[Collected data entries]
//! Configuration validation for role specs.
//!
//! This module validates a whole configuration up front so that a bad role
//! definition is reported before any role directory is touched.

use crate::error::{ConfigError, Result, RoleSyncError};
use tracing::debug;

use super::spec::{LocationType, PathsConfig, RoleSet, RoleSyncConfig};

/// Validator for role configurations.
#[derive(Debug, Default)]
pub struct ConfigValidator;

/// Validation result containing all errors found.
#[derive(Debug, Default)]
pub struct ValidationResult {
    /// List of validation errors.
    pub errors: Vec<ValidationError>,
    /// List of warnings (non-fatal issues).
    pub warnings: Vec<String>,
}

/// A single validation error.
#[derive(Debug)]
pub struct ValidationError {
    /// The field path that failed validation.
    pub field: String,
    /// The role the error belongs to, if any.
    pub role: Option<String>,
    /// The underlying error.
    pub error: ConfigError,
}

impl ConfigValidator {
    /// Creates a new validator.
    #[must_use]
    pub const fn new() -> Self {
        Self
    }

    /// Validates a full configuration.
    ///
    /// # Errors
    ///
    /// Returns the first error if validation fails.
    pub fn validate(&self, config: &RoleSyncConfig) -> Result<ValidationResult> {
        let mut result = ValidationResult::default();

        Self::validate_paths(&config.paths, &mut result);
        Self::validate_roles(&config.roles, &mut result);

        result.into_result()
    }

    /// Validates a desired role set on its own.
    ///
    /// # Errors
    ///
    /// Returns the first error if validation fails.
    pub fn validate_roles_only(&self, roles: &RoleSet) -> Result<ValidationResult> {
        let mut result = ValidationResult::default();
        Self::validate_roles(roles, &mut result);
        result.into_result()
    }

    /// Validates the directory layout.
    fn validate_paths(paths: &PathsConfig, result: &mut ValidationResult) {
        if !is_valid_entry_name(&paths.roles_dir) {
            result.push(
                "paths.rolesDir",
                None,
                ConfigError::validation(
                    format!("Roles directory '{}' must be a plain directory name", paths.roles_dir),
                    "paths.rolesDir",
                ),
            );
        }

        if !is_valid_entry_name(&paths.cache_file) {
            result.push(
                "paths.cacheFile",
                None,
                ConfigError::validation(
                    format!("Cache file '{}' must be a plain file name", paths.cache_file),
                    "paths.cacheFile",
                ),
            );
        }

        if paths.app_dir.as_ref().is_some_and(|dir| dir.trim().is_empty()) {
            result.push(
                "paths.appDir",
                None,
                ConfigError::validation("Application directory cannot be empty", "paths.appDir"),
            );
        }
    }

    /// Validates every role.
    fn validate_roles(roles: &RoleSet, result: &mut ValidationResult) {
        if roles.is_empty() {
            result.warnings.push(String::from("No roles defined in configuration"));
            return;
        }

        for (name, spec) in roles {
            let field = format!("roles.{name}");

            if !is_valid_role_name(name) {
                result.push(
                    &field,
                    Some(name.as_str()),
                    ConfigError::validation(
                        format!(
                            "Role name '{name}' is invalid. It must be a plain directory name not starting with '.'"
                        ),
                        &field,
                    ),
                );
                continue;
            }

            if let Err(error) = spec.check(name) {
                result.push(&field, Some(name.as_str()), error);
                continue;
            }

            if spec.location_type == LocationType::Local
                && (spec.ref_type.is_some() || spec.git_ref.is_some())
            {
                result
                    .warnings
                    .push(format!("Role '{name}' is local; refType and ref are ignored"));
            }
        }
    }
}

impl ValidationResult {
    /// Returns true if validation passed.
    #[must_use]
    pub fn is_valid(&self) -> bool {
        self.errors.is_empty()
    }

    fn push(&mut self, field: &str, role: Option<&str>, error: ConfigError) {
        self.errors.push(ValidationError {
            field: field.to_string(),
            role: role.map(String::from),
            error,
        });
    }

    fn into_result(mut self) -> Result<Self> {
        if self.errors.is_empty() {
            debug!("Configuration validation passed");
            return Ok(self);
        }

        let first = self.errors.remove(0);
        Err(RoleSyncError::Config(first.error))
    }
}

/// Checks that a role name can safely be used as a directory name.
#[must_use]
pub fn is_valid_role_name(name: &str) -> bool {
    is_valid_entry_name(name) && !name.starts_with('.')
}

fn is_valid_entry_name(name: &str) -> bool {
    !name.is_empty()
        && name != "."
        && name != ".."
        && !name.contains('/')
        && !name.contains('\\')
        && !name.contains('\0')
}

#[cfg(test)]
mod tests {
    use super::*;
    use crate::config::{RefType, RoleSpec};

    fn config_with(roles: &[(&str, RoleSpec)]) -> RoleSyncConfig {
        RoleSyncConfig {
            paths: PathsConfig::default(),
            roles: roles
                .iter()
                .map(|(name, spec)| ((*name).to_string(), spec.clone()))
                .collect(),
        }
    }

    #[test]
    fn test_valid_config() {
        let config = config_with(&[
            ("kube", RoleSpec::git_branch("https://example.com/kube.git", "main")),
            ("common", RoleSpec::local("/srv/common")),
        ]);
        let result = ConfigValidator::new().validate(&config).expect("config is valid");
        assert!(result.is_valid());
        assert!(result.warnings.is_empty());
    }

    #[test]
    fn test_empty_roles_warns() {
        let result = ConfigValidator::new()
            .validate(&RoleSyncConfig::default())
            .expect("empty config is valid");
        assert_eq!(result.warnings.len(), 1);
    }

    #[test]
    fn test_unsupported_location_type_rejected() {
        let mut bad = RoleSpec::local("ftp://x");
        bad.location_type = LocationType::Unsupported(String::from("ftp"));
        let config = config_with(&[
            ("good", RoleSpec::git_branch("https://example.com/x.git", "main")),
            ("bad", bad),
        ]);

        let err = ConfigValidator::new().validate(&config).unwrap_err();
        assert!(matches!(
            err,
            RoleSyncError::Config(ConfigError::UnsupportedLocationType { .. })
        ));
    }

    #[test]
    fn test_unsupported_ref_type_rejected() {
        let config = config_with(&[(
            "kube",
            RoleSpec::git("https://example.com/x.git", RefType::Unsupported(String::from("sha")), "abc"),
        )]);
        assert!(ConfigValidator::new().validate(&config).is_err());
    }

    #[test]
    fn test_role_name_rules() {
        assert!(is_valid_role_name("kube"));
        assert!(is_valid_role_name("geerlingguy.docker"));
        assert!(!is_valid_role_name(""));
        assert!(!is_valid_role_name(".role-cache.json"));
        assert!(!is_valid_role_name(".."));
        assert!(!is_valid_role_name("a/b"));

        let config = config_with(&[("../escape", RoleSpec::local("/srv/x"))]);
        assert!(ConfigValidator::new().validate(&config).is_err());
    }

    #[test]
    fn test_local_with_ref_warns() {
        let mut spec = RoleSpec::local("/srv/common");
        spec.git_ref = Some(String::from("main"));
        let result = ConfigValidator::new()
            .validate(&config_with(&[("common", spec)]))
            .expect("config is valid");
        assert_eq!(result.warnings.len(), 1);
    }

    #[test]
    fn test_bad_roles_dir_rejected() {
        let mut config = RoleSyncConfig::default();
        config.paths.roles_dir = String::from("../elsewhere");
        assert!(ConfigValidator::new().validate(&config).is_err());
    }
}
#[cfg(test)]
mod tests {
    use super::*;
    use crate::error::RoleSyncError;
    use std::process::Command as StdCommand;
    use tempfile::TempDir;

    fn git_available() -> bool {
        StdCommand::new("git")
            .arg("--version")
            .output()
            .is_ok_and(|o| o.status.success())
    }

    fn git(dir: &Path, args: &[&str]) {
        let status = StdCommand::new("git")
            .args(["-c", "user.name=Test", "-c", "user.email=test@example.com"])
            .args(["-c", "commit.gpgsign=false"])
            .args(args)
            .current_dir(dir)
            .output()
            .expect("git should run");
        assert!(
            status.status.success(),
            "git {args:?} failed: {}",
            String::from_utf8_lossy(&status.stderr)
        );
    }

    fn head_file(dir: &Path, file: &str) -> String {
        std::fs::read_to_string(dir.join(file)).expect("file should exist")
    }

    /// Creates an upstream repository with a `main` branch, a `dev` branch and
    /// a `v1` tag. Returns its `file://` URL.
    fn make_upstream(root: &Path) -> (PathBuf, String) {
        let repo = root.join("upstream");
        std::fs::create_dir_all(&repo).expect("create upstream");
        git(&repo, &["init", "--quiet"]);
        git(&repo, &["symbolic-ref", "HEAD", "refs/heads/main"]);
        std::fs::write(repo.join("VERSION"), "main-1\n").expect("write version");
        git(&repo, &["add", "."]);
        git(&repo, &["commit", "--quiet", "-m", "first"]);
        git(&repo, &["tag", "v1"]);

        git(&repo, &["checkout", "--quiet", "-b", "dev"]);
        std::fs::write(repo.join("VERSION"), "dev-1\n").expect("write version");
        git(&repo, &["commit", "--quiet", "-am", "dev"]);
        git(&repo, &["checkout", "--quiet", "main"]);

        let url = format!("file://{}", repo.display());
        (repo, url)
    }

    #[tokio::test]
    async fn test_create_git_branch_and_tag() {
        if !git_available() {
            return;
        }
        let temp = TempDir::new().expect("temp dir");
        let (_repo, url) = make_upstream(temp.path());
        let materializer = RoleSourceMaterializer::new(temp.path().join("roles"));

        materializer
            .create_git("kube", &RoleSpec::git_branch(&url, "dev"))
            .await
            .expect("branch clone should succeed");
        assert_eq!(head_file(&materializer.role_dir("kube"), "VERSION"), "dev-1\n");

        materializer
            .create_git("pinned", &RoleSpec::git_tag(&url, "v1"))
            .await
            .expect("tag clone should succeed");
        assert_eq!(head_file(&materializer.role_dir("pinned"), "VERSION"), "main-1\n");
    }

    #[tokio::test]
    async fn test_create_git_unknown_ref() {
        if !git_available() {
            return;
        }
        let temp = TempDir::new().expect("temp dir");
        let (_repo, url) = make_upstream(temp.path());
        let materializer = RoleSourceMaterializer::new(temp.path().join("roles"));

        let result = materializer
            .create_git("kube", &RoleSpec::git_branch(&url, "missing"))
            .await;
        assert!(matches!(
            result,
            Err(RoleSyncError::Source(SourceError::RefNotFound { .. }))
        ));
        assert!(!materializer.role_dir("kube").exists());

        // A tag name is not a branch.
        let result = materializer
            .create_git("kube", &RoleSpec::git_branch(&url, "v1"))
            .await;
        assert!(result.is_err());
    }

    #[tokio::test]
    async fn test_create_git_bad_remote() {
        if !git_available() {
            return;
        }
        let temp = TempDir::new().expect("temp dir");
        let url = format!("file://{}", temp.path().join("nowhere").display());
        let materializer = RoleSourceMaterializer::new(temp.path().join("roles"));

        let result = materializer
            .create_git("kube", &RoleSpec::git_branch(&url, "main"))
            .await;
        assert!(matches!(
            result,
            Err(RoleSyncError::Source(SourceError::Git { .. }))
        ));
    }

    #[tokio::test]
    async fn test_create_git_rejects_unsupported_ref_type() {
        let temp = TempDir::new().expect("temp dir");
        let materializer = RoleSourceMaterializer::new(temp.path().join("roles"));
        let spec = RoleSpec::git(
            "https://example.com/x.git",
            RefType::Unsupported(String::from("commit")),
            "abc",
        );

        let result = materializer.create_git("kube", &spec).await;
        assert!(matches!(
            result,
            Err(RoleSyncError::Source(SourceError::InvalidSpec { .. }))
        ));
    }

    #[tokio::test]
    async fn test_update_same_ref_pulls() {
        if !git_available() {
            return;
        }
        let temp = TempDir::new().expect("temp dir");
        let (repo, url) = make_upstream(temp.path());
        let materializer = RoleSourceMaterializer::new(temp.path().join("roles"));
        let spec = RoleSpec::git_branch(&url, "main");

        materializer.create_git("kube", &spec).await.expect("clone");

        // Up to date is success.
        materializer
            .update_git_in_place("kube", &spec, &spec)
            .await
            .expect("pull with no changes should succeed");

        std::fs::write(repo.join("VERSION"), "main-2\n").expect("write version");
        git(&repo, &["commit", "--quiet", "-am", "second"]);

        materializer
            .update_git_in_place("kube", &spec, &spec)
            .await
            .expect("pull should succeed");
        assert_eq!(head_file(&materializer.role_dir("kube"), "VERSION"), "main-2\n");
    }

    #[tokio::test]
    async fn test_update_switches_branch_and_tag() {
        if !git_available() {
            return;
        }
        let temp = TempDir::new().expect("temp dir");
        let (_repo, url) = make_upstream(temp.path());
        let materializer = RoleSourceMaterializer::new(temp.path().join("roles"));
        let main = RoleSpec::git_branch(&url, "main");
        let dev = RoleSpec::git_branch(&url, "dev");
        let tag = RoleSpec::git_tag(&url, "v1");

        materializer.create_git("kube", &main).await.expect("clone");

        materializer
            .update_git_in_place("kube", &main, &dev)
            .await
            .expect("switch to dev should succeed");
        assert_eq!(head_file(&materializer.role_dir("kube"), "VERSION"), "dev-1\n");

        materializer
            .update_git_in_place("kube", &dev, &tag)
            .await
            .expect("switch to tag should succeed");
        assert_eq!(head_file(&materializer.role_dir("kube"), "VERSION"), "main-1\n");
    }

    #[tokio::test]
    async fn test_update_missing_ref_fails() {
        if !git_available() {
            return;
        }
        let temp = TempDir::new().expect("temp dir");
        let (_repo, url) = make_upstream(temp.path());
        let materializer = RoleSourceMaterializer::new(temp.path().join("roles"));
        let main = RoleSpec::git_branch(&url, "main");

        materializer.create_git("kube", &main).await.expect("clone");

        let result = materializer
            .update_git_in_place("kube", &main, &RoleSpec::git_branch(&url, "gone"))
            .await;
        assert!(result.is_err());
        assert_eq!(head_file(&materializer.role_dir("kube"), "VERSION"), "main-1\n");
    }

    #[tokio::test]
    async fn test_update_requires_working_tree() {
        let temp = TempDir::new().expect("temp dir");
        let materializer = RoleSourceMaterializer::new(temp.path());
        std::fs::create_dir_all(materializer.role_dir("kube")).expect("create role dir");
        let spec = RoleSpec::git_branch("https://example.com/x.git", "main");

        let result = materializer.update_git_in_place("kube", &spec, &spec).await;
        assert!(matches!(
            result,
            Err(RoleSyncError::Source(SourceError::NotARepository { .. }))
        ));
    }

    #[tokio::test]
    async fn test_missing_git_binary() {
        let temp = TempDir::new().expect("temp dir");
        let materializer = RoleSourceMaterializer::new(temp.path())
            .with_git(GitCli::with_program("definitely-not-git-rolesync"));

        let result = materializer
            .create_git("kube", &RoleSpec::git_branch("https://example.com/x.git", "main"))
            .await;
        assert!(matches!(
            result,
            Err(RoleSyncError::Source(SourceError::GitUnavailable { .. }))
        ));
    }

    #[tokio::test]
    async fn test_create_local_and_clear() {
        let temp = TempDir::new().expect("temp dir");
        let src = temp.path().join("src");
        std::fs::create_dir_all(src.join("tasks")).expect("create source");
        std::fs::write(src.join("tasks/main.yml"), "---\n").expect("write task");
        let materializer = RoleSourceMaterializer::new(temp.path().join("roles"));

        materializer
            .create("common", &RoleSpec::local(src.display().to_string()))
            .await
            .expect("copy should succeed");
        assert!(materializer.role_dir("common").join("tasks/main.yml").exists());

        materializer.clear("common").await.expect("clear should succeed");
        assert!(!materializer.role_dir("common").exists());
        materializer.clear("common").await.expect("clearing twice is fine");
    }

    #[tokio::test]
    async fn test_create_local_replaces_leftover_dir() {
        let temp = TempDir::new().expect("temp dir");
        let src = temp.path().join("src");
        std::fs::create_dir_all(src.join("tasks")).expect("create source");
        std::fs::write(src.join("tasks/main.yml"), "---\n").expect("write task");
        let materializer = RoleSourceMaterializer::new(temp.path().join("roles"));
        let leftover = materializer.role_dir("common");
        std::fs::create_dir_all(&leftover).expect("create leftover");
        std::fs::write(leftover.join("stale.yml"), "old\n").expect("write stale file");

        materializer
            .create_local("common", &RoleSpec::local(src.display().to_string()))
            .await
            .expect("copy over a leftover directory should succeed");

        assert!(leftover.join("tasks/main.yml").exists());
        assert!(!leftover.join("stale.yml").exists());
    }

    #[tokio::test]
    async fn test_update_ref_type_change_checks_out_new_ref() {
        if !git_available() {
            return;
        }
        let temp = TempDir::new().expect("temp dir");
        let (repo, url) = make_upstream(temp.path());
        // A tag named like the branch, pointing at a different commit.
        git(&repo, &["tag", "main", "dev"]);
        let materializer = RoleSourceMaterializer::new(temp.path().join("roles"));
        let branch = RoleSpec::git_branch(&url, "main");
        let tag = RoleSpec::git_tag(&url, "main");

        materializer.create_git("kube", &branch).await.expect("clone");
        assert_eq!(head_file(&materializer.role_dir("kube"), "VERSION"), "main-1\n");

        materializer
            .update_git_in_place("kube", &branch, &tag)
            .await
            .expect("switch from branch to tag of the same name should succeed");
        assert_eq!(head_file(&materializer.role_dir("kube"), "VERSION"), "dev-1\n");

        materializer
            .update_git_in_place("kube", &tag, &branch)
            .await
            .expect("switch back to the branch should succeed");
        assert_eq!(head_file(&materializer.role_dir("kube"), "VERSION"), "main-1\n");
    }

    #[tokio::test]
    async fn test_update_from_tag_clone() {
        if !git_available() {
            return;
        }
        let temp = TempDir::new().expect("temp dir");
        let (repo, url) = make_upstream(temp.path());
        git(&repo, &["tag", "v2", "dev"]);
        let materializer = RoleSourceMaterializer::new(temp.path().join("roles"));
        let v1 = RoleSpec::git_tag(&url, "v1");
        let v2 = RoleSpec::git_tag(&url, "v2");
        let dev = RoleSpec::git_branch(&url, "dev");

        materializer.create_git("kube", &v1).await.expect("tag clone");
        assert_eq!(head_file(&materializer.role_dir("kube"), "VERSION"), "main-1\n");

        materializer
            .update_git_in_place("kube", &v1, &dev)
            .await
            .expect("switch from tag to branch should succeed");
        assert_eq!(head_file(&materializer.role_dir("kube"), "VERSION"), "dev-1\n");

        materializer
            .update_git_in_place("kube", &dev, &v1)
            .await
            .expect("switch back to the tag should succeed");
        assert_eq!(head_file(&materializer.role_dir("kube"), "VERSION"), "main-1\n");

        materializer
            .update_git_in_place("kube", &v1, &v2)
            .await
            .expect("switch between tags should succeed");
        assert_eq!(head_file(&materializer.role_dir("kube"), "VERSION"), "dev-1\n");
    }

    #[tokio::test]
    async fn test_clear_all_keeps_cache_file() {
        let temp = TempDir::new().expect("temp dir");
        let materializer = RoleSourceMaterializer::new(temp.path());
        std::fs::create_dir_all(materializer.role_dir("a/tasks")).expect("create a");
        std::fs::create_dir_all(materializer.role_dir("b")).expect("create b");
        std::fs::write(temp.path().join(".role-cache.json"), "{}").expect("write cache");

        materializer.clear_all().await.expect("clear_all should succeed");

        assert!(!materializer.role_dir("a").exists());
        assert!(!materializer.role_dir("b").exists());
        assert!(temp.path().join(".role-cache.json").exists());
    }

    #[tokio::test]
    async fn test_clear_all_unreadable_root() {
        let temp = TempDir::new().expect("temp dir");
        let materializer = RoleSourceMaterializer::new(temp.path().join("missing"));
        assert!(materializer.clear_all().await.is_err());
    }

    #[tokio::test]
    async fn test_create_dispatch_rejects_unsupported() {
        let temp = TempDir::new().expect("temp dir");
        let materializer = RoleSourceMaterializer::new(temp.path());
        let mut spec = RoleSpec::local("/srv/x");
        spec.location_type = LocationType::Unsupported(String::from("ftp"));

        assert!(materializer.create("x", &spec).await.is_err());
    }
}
--
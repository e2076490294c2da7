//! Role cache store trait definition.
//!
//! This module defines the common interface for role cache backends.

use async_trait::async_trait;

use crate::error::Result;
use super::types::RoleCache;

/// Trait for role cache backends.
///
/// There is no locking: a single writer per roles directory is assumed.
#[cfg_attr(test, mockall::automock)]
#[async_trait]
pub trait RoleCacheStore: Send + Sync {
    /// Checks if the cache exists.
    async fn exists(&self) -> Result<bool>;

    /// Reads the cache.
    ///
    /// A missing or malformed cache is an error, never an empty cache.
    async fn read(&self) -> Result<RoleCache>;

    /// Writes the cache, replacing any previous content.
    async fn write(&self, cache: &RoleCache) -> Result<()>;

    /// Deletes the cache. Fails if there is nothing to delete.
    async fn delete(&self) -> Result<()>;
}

Work instruction: Whenever a line of the data includes "warnings", copy that line.

Exercise solution:
    /// List of warnings (non-fatal issues).
    pub warnings: Vec<String>,
            result.warnings.push(String::from("No roles defined in configuration"));
                    .warnings
        assert!(result.warnings.is_empty());
        assert_eq!(result.warnings.len(), 1);
        assert_eq!(result.warnings.len(), 1);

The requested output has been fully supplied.